Mindfulness can amplify this communication ability among the team. Practicing mindfulness boosts empathy and emotional intelligence, which helps team members understand each other as well as themselves. A deeper level of understanding allows individuals to observe the responses of their peers without becoming defensive or judgmental. When you eliminate defensiveness, judgment, and other negative behaviors from your reviews, the discussions become more fruitful and the team more united.
During the Product Increment and Product Feedback processes of Scrum, the client reviews finished elements of the product. From there, they either approve the product for production or request changes. It is important to have excellent communication during this phase as well, as finite details can easily get lost in translation between client and production team, which could end up significantly stunting the timeline if any adjustments are needed.
Entering this phase with a mentality of mindfulness can improve communication, as mentioned in previous steps. When you are mindful, your mind is clear, and you are more able to think of innovative solutions. Any changes that the client requests may have an out-of-the-box solution you would have never normally considered. Tackling the problem from a place of mindfulness will help you come up with creative ideas for problem-solving, which may even improve the result in the end.
Retrospectives are when you and your team can gain some of the best value from the overall project. This is the phase when you reflect on the project and discuss how it went. You discuss possible adjustments that will help the teamwork even more efficiently in the future.
You may be tempted to breeze through a retrospective without participating or giving much feedback. If the whole team operated in this manner, you would all miss an opportunity for rich discussion and process improvement. This may cause you to repeat the same productivity-diminishing patterns in your next Scrum process. Applying a mindful focus to these meetings will make sure you learn as much as possible from the whole process, and you can streamline future projects to be even more productive.
As you can see, it is useful to take the time to apply mindful skills to the Scrum process. There are many ways to incorporate mindfulness into your next project. Here are a few specific ideas to get you started:
Start each stand-up meeting with a two-minute breathing exercise. Take mindful breaks during sprints. Instead of becoming distracted by emails or notifications, you could meditate or do a few stretches before hunkering down to focus once again. Choose a mindful anchor. Focus on your breath, a painting on the wall, or something else that brings you a sense of calm. Allow this anchor to help you return to the task at hand. Practice active listening. When team members approach you with an idea, make eye contact, and listen with deliberate focus. You will both likely get more out of the exchange. No multi-tasking. Just focus on one task at a time and give it your full attention. Take a deliberate mind-wandering break. During lunch or another larger break, let your mind wander freely. Do not think about the project. This may help you get the worries out of your system and reenter the office feeling refreshed and ready to jump back into the project.

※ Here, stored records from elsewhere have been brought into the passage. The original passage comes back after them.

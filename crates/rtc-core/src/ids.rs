use core::fmt;
use core::num::NonZeroU32;

/// Compact, stable identifier for entities owned by a control group.
///
/// - `u32` keeps memory small
/// - `NonZero` enables `Option<Id>` to be pointer-optimized
#[derive(Clone, Copy, PartialEq, Eq, Hash, PartialOrd, Ord)]
pub struct Id(NonZeroU32);

impl Id {
    /// Create an Id from a 0-based index by storing index+1.
    pub fn from_index(index: u32) -> Self {
        Self(NonZeroU32::MIN.saturating_add(index))
    }

    /// Recover the 0-based index.
    pub fn index(self) -> u32 {
        self.0.get() - 1
    }
}

impl fmt::Debug for Id {
    fn fmt(&self, f: &mut fmt::Formatter<'_>) -> fmt::Result {
        write!(f, "Id({})", self.index())
    }
}

impl fmt::Display for Id {
    fn fmt(&self, f: &mut fmt::Formatter<'_>) -> fmt::Result {
        write!(f, "{}", self.index())
    }
}

#[cfg(feature = "serde")]
impl serde::Serialize for Id {
    fn serialize<S: serde::Serializer>(&self, serializer: S) -> Result<S::Ok, S::Error> {
        serializer.serialize_u32(self.index())
    }
}

#[cfg(feature = "serde")]
impl<'de> serde::Deserialize<'de> for Id {
    fn deserialize<D: serde::Deserializer<'de>>(deserializer: D) -> Result<Self, D::Error> {
        let index = <u32 as serde::Deserialize>::deserialize(deserializer)?;
        Ok(Id::from_index(index))
    }
}

/// Domain-specific ID aliases for clarity (no runtime cost).
pub type RuleId = Id;
pub type ConditionId = Id;
pub type InputId = Id;
pub type OutputId = Id;

#[cfg(test)]
mod tests {
    use super::*;

    #[test]
    fn id_round_trip_index() {
        for i in [0_u32, 1, 2, 42, 10_000] {
            let id = Id::from_index(i);
            assert_eq!(id.index(), i);
        }
    }

    #[test]
    fn option_id_is_small() {
        assert_eq!(
            core::mem::size_of::<Id>(),
            core::mem::size_of::<Option<Id>>()
        );
    }
}
//! Loading record tables into series and lookup tables.

use rtc_core::{
    DiagnosticsSink, Extrapolation, Interpolation, LookupTable, TimeSeries, parse_period,
};
use rtc_records::{LookupRow, TimeValueRow};

/// Load `(time, value)` rows; later duplicates of a time are dropped with a warning.
pub fn time_series_from_rows(
    subject: &str,
    rows: &[TimeValueRow],
    interpolation: Interpolation,
    extrapolation: Extrapolation,
    sink: &mut dyn DiagnosticsSink,
) -> TimeSeries<f64> {
    let mut series = TimeSeries::new(interpolation, extrapolation);
    for row in rows {
        match series.insert_first(row.time, row.value) {
            Ok(true) => {}
            Ok(false) => sink.warn(
                subject,
                format!("Duplicate time {} in table of '{subject}'; first value kept", row.time),
            ),
            Err(err) => sink.warn(subject, format!("Row of '{subject}' skipped: {err}")),
        }
    }
    series
}

/// Load `(argument, value)` rows; later duplicates of an argument are dropped with a warning.
pub fn lookup_table_from_rows(
    subject: &str,
    rows: &[LookupRow],
    interpolation: Interpolation,
    sink: &mut dyn DiagnosticsSink,
) -> LookupTable {
    let mut table = LookupTable::new(interpolation, Extrapolation::Constant);
    for row in rows {
        match table.insert_first(row.argument, row.value) {
            Ok(true) => {}
            Ok(false) => sink.warn(
                subject,
                format!(
                    "Duplicate argument {} in table of '{subject}'; first value kept",
                    row.argument
                ),
            ),
            Err(err) => sink.warn(subject, format!("Row of '{subject}' skipped: {err}")),
        }
    }
    table
}

/// Make `series` periodic with the legacy period string.
///
/// A missing, unparsable or too short period leaves the series without
/// extrapolation and reports a warning.
pub fn apply_periodic<V>(
    subject: &str,
    series: &mut TimeSeries<V>,
    period: &str,
    sink: &mut dyn DiagnosticsSink,
) {
    let result = match parse_period(period) {
        Ok(Some(period)) => series.set_periodic(period),
        Ok(None) => {
            series.extrapolation = Extrapolation::None;
            sink.warn(
                subject,
                format!("No period given for periodic extrapolation of '{subject}'; extrapolation set to none"),
            );
            return;
        }
        Err(err) => Err(err),
    };

    if let Err(err) = result {
        series.extrapolation = Extrapolation::None;
        sink.warn(subject, format!("{err}; extrapolation of '{subject}' set to none"));
    }
}
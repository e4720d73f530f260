//! Unique naming within a control group.
//!
//! A new entity keeps its name when no sibling collides; otherwise `_<n>` is
//! appended, where `n` counts the colliding siblings. Conditions collide on
//! the exact name or the `name_` prefix, rules only on the `name_` prefix.

/// Name for a new condition given the names already in the group.
pub fn unique_condition_name<'a>(existing: impl IntoIterator<Item = &'a str>, name: &str) -> String {
    let prefix = format!("{name}_");
    let count = existing
        .into_iter()
        .filter(|n| *n == name || n.starts_with(&prefix))
        .count();
    suffixed(name, count)
}

/// Name for a new rule given the names already in the group.
pub fn unique_rule_name<'a>(existing: impl IntoIterator<Item = &'a str>, name: &str) -> String {
    let prefix = format!("{name}_");
    let count = existing
        .into_iter()
        .filter(|n| n.starts_with(&prefix))
        .count();
    suffixed(name, count)
}

fn suffixed(name: &str, count: usize) -> String {
    if count == 0 {
        name.to_string()
    } else {
        format!("{name}_{count}")
    }
}

#[cfg(test)]
mod tests {
    use super::*;

    #[test]
    fn condition_counts_exact_and_prefixed() {
        assert_eq!(unique_condition_name([], "t1"), "t1");
        assert_eq!(unique_condition_name(["t1"], "t1"), "t1_1");
        assert_eq!(unique_condition_name(["t1", "t1_1"], "t1"), "t1_2");
        assert_eq!(unique_condition_name(["t10"], "t1"), "t1");
    }

    #[test]
    fn rule_ignores_exact_match() {
        // an existing rule with the same name does not count
        assert_eq!(unique_rule_name(["c1"], "c1"), "c1");
        assert_eq!(unique_rule_name(["c1", "c1_x"], "c1"), "c1_1");
    }
}
//! Error types for the import pipeline.
//!
//! Only fatal problems are errors. Anything the importer can skip or degrade
//! is reported to the diagnostics sink instead.

use rtc_graph::GraphError;

pub type ImportResult<T> = Result<T, ImportError>;

#[derive(Debug, thiserror::Error, Clone, PartialEq)]
pub enum ImportError {
    /// A record tag with no counterpart in the control model.
    #[error("{what} '{tag}' is not supported")]
    NotSupported { what: &'static str, tag: String },

    #[error("Controller '{controller}' has no {expected} properties")]
    MissingProperties {
        controller: String,
        expected: &'static str,
    },

    #[error("Control group construction failed: {0}")]
    Graph(#[from] GraphError),
}

impl ImportError {
    pub(crate) fn not_supported(what: &'static str, tag: impl Into<String>) -> Self {
        ImportError::NotSupported {
            what,
            tag: tag.into(),
        }
    }
}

Scrum and mindfulness are two ideas that may not be commonly linked. However, since Scrum is a process meant to streamline and speed up complex projects, it is worth getting your mind in the optimal place for productivity. Combining these two ideas may feel foreign at first, but over time you will certainly notice a boost in the output of your team. Using mindfulness will help you eliminate worrying thoughts, improve communication, and focus intently in order to get the most out of each phase of the Scrum process.